Дома, проявив фотографии с пикника в Ванадзорском ущелье, я вечером по традиции показывал слайды родителям с проектора. Тут мама вдруг говорит: «Вай! Это же Норик, а это его жена Седа!» Так я узнал, что Норик и есть тот самый мамин первоклассник, беззаветно и преданно любивший свою первую учительницу, мою маму.
Позже я пересекался с ним ещё раз, когда стал подрабатывать психотерапевтом в фирме «Арион», а там Седа была кондитером, пекла печёное на продажу. Кооператив этот был медицинским, но пирожными и тортами тоже торговал. Это были уже Горбачёвские времена, первые свободы, инициативы и большие ожидания.
Норик в разговоре говорил мне: «У тебя в городе высокий рейтинг среди врачей». Этот спортивный термин был очень удачным, он заменял традиционное «хороший врач» более сдержанной, но объективной характеристикой.
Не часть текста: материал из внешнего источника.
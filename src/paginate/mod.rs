//! Page partitioning.

use tracing::debug;

use crate::common::{Error, Result};
use crate::select::PageEntry;
use crate::LOG_TARGET;

/// The files assigned to one page, in sort order.
#[derive(Debug, Clone, PartialEq)]
pub struct PageGroup {
    /// 1-based page number.
    pub number: usize,
    pub entries: Vec<PageEntry>,
}

impl PageGroup {
    #[inline]
    pub fn is_first(&self) -> bool {
        self.number == 1
    }

    #[inline]
    pub fn len(&self) -> usize {
        self.entries.len()
    }

    #[inline]
    pub fn is_empty(&self) -> bool {
        self.entries.is_empty()
    }
}

/// Number of pages needed for `item_count` files.
#[inline]
pub fn total_pages(item_count: usize, per_page: usize) -> usize {
    item_count.div_ceil(per_page.max(1))
}

/// Split sorted entries into consecutive pages of at most `per_page` files.
///
/// Order is preserved and nothing is dropped or duplicated.
///
/// # Errors
/// Returns `Error::InvalidPerPage` if `per_page` is 0.
///
/// # Example
/// ```
/// use simple_pagination::FileRecord;
/// use simple_pagination::paginate::paginate;
/// use simple_pagination::select::PageEntry;
///
/// let entries: Vec<_> = (0..5)
///     .map(|i| PageEntry::new(format!("blog/{i}.md"), FileRecord::new()))
///     .collect();
/// let pages = paginate(entries, 2).unwrap();
/// assert_eq!(pages.len(), 3);
/// assert_eq!(pages[2].number, 3);
/// assert_eq!(pages[2].len(), 1);
/// ```
pub fn paginate(entries: Vec<PageEntry>, per_page: usize) -> Result<Vec<PageGroup>> {
    if per_page == 0 {
        return Err(Error::InvalidPerPage(per_page));
    }

    let mut pages = Vec::with_capacity(total_pages(entries.len(), per_page));
    let mut remaining = entries.into_iter().peekable();

    while remaining.peek().is_some() {
        pages.push(PageGroup {
            number: pages.len() + 1,
            entries: remaining.by_ref().take(per_page).collect(),
        });
    }

    debug!(
        target: LOG_TARGET,
        "Created {} pages with {} items per page",
        pages.len(),
        per_page
    );
    Ok(pages)
}
//! simple-pagination - paginates a directory of content files inside a
//! static-site build pipeline.
//!
//! Given the pipeline's in-memory file map, the files under one directory are
//! sorted, split into fixed-size pages, relocated (or stamped) per page, and
//! decorated with `pagination` metadata: next/previous/first/last links and
//! per-page file listings.
//!
//! # Architecture
//! ```text
//! ┌─────────────────────────────────────────────────────────────────┐
//! │                    SimplePagination (plugin)                    │
//! │          options → Config, failure boundary, callback           │
//! ├─────────────────────────────────────────────────────────────────┤
//! │  ┌─────────────────────────────────────────────────────────┐   │
//! │  │           Selector (select/)                             │   │
//! │  │     files under `directory/` sorted by `sortBy`          │   │
//! │  └─────────────────────────────────────────────────────────┘   │
//! │                              ↓                                  │
//! │  ┌─────────────────────────────────────────────────────────┐   │
//! │  │           Paginator (paginate/)                          │   │
//! │  │          ceil(N / perPage) ordered PageGroups            │   │
//! │  └─────────────────────────────────────────────────────────┘   │
//! │                              ↓                                  │
//! │  ┌─────────────────────────────────────────────────────────┐   │
//! │  │           Materializer (page/)                           │   │
//! │  │   pages 2..N: move files, write index records            │   │
//! │  │   page 1:     move files, update `firstIndexFile`        │   │
//! │  └─────────────────────────────────────────────────────────┘   │
//! │                              ↓                                  │
//! │  ┌─────────────────────────────────────────────────────────┐   │
//! │  │           Path/URL helpers (util/)                       │   │
//! │  └─────────────────────────────────────────────────────────┘   │
//! └─────────────────────────────────────────────────────────────────┘
//! ```
//!
//! # Modules
//! - [`common`] - Shared primitives (Config, Error, Value, FileRecord, FileMap)
//! - [`util`] - Path and URL helpers
//! - [`select`] - Directory selection and sorting
//! - [`paginate`] - Page partitioning
//! - [`page`] - Page materialization
//! - [`plugin`] - The build step entry point
//!
//! # Quick Start
//! ```
//! use simple_pagination::{FileMap, FileRecord, Metadata, Plugin, SimplePagination};
//!
//! let mut files = FileMap::new();
//! files.insert("blog/hello.md", FileRecord::new().with_field("date", "2022-01-01"));
//! files.insert("blog.md", FileRecord::new().with_field("title", "Blog"));
//!
//! SimplePagination::default().run(&mut files, &Metadata::new()).unwrap();
//!
//! let blog = files.get("blog.md").unwrap();
//! assert!(blog.contains("pagination"));
//! assert!(files.contains("blog/hello/index.md"));
//! ```
//!
//! # Logging
//! Progress is reported through `tracing` under the `simple_pagination`
//! target. The library never installs a subscriber.

pub mod common;
pub mod page;
pub mod paginate;
pub mod plugin;
pub mod select;
pub mod util;

/// Log target for every event this crate emits.
pub const LOG_TARGET: &str = "simple_pagination";

// Re-export commonly used items at crate root for convenience
pub use common::{
    AddressingStyle, Config, Error, FileMap, FileRecord, Metadata, MissingDate, Options, Result,
    Value,
};

pub use page::{FileDetail, PaginationMetadata};
pub use plugin::{Plugin, SimplePagination};
//! Common types shared across simple-pagination.
//!
//! This module contains the primitives every component works with:
//! - Configuration (defaults, overrides, addressing style)
//! - Error types
//! - The metadata value model, file records and the file map

pub mod config;
pub mod error;
mod record;
mod value;

pub use config::{AddressingStyle, Config, MissingDate, Options};
pub use error::{Error, Result};
pub use record::{FileMap, FileRecord, CONTENTS_FIELD};
pub use value::{Metadata, Value};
А ещё он однажды сказал мне с несколько угрожающей интонацией, мол, смотри, товарищ Эмму[54] не вздумай обидеть, будешь иметь дело со мной[55]! А в сорок лет он скоропостижно умер от сердечного приступа. Он был шурином моего одноклассника Зурабяна Роберта. Дальше жизнь показала весьма трагическую судьбу их рода: умерла в молодом возрасте жена Зураба, Карине, сестра Норика, их родители и даже один из детей. Видимо у них было какое-то генетическое заболевание сосудистой системы.